Great teams are often characterized by the nurture and development of players from a young age, so that they create a bond, an extrasensory perception of where they should move and where their teammates are moving.  

This was the focus of a column discussing Barcelona’s management style by Schumpeter for The Economist in May. He highlighted one study that showed how, as in business, the secret of long-term success lies in cultivating a distinctive set of values and that this usually means promoting from within and putting down deep local roots.    

Fàbregas’s return forms part of that. “We must not dwell on tactics and how he fits in,” Juanma Lillo told Don Balon, “the only thing to do is facilitate his play.” The system itself is not important – formations tend to be neutral remember.  

Guardiola once made this point in an article for El País entitled ‘Feel it’. The piece was published shortly after the last time Barcelona actually started with a three-man defense, on February 28, 2007, when Frank Rijkaard lined up Oleguer, Puyol and Lilian Thuram in a Copa del Rey quarter-final second leg against Real Zaragoza at the Romareda, which they won 2-1.  

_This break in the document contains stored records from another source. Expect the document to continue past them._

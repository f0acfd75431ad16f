use chrono::{DateTime, Utc};
use serde::{Deserialize, Serialize};
use std::{fmt, str::FromStr};

use super::uuid_id;

uuid_id!(
    /// Unique identifier for a project
    ProjectId
);

/// Lifecycle status of a project
#[derive(Debug, Clone, Copy, PartialEq, Eq, Default, Serialize, Deserialize)]
#[serde(rename_all = "lowercase")]
pub enum ProjectStatus {
    #[default]
    Active,
    Archived,
    Completed,
}

impl ProjectStatus {
    /// Maps free-form input onto a known status, dropping anything unrecognized
    pub fn normalize(input: Option<&str>) -> Option<Self> {
        input.and_then(|s| s.trim().parse().ok())
    }
}

impl FromStr for ProjectStatus {
    type Err = String;

    fn from_str(s: &str) -> Result<Self, Self::Err> {
        match s.to_lowercase().as_str() {
            "active" => Ok(Self::Active),
            "archived" => Ok(Self::Archived),
            "completed" => Ok(Self::Completed),
            _ => Err(format!(
                "Invalid project status '{}'. Valid statuses: active, archived, completed",
                s
            )),
        }
    }
}

impl fmt::Display for ProjectStatus {
    fn fmt(&self, f: &mut fmt::Formatter<'_>) -> fmt::Result {
        match self {
            Self::Active => write!(f, "active"),
            Self::Archived => write!(f, "archived"),
            Self::Completed => write!(f, "completed"),
        }
    }
}

/// A project owning boards and the task-number sequence for its tasks
#[derive(Debug, Clone, Serialize, Deserialize)]
pub struct Project {
    pub id: ProjectId,
    pub name: String,
    /// Three or more uppercase letters, immutable once assigned
    pub slug: String,
    pub description: Option<String>,
    pub color: Option<String>,
    pub status: ProjectStatus,
    /// Last task number handed out; only ever increases
    pub task_counter: u32,
    pub created_at: DateTime<Utc>,
    pub updated_at: DateTime<Utc>,
}

impl Project {
    pub fn new(name: String, slug: String) -> Self {
        let now = Utc::now();
        Self {
            id: ProjectId::new(),
            name,
            slug,
            description: None,
            color: None,
            status: ProjectStatus::Active,
            task_counter: 0,
            created_at: now,
            updated_at: now,
        }
    }

    /// Advances the counter and returns the new task number
    pub fn next_task_number(&mut self) -> u32 {
        self.task_counter += 1;
        self.updated_at = Utc::now();
        self.task_counter
    }

    /// Case-insensitive slug comparison
    pub fn has_slug(&self, slug: &str) -> bool {
        self.slug.eq_ignore_ascii_case(slug)
    }
}

/// Caller-supplied fields for a new project
#[derive(Debug, Clone, Default, Deserialize)]
pub struct ProjectCreate {
    pub name: String,
    pub description: Option<String>,
    pub color: Option<String>,
    pub status: Option<String>,
}

impl ProjectCreate {
    pub fn named(name: impl Into<String>) -> Self {
        Self {
            name: name.into(),
            ..Self::default()
        }
    }
}
fn insert_task(conn: &Connection, task: NewTask) -> Result<Task> {
    let task = Task::from_new(task);
    conn.execute(
        &format!(
            "INSERT INTO tasks ({}) VALUES (?1, ?2, ?3, ?4, ?5, ?6, ?7, ?8, ?9, ?10, ?11, ?12)",
            TASK_COLUMNS
        ),
        params![
            task.id.to_string(),
            task.column_id.to_string(),
            task.slug,
            task.task_number,
            task.position,
            task.title,
            task.description,
            task.parent_id.map(|id| id.to_string()),
            task.task_type.to_string(),
            task.priority.map(|p| p.to_string()),
            task.created_at.to_rfc3339(),
            task.updated_at.to_rfc3339(),
        ],
    )?;
    Ok(task)
}

fn relocate_task(
    conn: &Connection,
    task_id: &TaskId,
    column_id: &ColumnId,
    position: i32,
) -> Result<Task> {
    let updated = conn.execute(
        "UPDATE tasks SET column_id = ?2, position = ?3, updated_at = ?4 WHERE id = ?1",
        params![
            task_id.to_string(),
            column_id.to_string(),
            position,
            Utc::now().to_rfc3339(),
        ],
    )?;
    if updated == 0 {
        return Err(CadenceError::TaskNotFound(task_id.to_string()));
    }
    select_task(conn, task_id)?.ok_or_else(|| CadenceError::TaskNotFound(task_id.to_string()))
}

fn select_columns(conn: &Connection, board_id: &BoardId) -> Result<Vec<Column>> {
    let mut stmt = conn.prepare(
        "SELECT id, board_id, name, position, wip_limit FROM columns
         WHERE board_id = ?1 ORDER BY position, id",
    )?;
    let columns = stmt
        .query_map(params![board_id.to_string()], column_from_row)?
        .collect::<rusqlite::Result<Vec<_>>>()?;
    Ok(columns)
}
//! Application-side handling of drag lifecycle events.

use super::drop::{DropDecision, DropValidator, MoveCommitter};
use super::gesture::DragEvent;
use crate::domain::{BoardSnapshot, ColumnId, Task, TaskId};
use tokio::sync::mpsc::UnboundedReceiver;
use tracing::{debug, info, warn};

/// How a finished drag was settled
#[derive(Debug, Clone)]
pub enum DropResolution {
    /// Persisted; the board holds the server's copy of the task
    Moved(Task),
    Rejected { task_id: TaskId, reason: String },
    /// Released outside every column; the card goes back where it was
    NoTarget { task_id: TaskId },
    /// Stale event or a drop onto the card's own column
    Ignored { task_id: TaskId },
    /// The move call failed after the optimistic local move
    Failed {
        task_id: TaskId,
        reason: String,
        reverted: bool,
    },
}

impl DropResolution {
    pub fn task_id(&self) -> TaskId {
        match self {
            DropResolution::Moved(task) => task.id,
            DropResolution::Rejected { task_id, .. }
            | DropResolution::NoTarget { task_id }
            | DropResolution::Ignored { task_id }
            | DropResolution::Failed { task_id, .. } => *task_id,
        }
    }
}

/// Owns the board view's state and settles drops against it
pub struct DragCoordinator {
    board: BoardSnapshot,
    committer: MoveCommitter,
    active: Option<TaskId>,
}

impl DragCoordinator {
    pub fn new(board: BoardSnapshot, committer: MoveCommitter) -> Self {
        Self {
            board,
            committer,
            active: None,
        }
    }

    pub fn board(&self) -> &BoardSnapshot {
        &self.board
    }

    /// Task whose drag is currently in flight
    pub fn active_drag(&self) -> Option<TaskId> {
        self.active
    }

    /// Handles one event; only drag ends produce a resolution
    pub async fn handle(&mut self, event: DragEvent) -> Option<DropResolution> {
        match event {
            DragEvent::Started { task_id, .. } => {
                debug!(task = %task_id, "drag in flight");
                self.active = Some(task_id);
                None
            }
            DragEvent::Ended { task_id, target } => Some(self.settle(task_id, target).await),
        }
    }

    /// Consumes events until every sender is gone
    pub async fn run<F>(&mut self, events: &mut UnboundedReceiver<DragEvent>, mut on_resolution: F)
    where
        F: FnMut(DropResolution),
    {
        while let Some(event) = events.recv().await {
            if let Some(resolution) = self.handle(event).await {
                on_resolution(resolution);
            }
        }
    }

    async fn settle(&mut self, task_id: TaskId, target: Option<ColumnId>) -> DropResolution {
        if self.active != Some(task_id) {
            warn!(task = %task_id, active = ?self.active, "ignoring stale drag end");
            return DropResolution::Ignored { task_id };
        }
        self.active = None;

        let Some(target) = target else {
            debug!(task = %task_id, "dropped outside any column");
            return DropResolution::NoTarget { task_id };
        };

        if self.board.task(&task_id).map(|t| t.column_id) == Some(target) {
            debug!(task = %task_id, "dropped onto its own column");
            return DropResolution::Ignored { task_id };
        }

        let drop = match DropValidator::validate(&self.board, &task_id, &target) {
            DropDecision::Accept(drop) => drop,
            DropDecision::Reject { reason } => {
                warn!(task = %task_id, column = %target, "drop rejected: {}", reason);
                return DropResolution::Rejected { task_id, reason };
            }
        };

        let local = self.board.apply_local_move(&task_id, target);
        match self.committer.commit(drop).await {
            Ok(task) => {
                info!(task = %task.id, slug = %task.slug, "drop settled");
                self.board.upsert_task(task.clone());
                DropResolution::Moved(task)
            }
            Err(e) => {
                warn!(task = %task_id, column = %target, "move failed: {}", e);
                let reverted = match &local {
                    Some(local) => {
                        self.board.revert_local_move(local);
                        true
                    }
                    None => false,
                };
                DropResolution::Failed {
                    task_id,
                    reason: e.to_string(),
                    reverted,
                }
            }
        }
    }
}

Guardiola was responding to claims that Rijkaard’s shift to playing three at the back was in and of itself a revival of the style adopted by Cruyff between 1988 and 1996, claims which he felt were reductive.   

“It seems, according to what they say, that the Dream Team returned in Zaragoza,” Guardiola opined. “I believe that the Dream Team never left.”  

He then quoted one of his favorite lines from Marcelo Bielsa. “I am drawn to victory and I realize that the path which leads closest to it is protagonismo. Never think about a game without playing it on the opponent’s turf.”  

To Pep that sentiment lies at the heart both of his and Barcelona’s philosophy. “Don’t doubt Bielsa’s words,” he concluded. It doesn’t matter how his team plays as long as it is in that spirit. What’s important is that they ‘feel it’.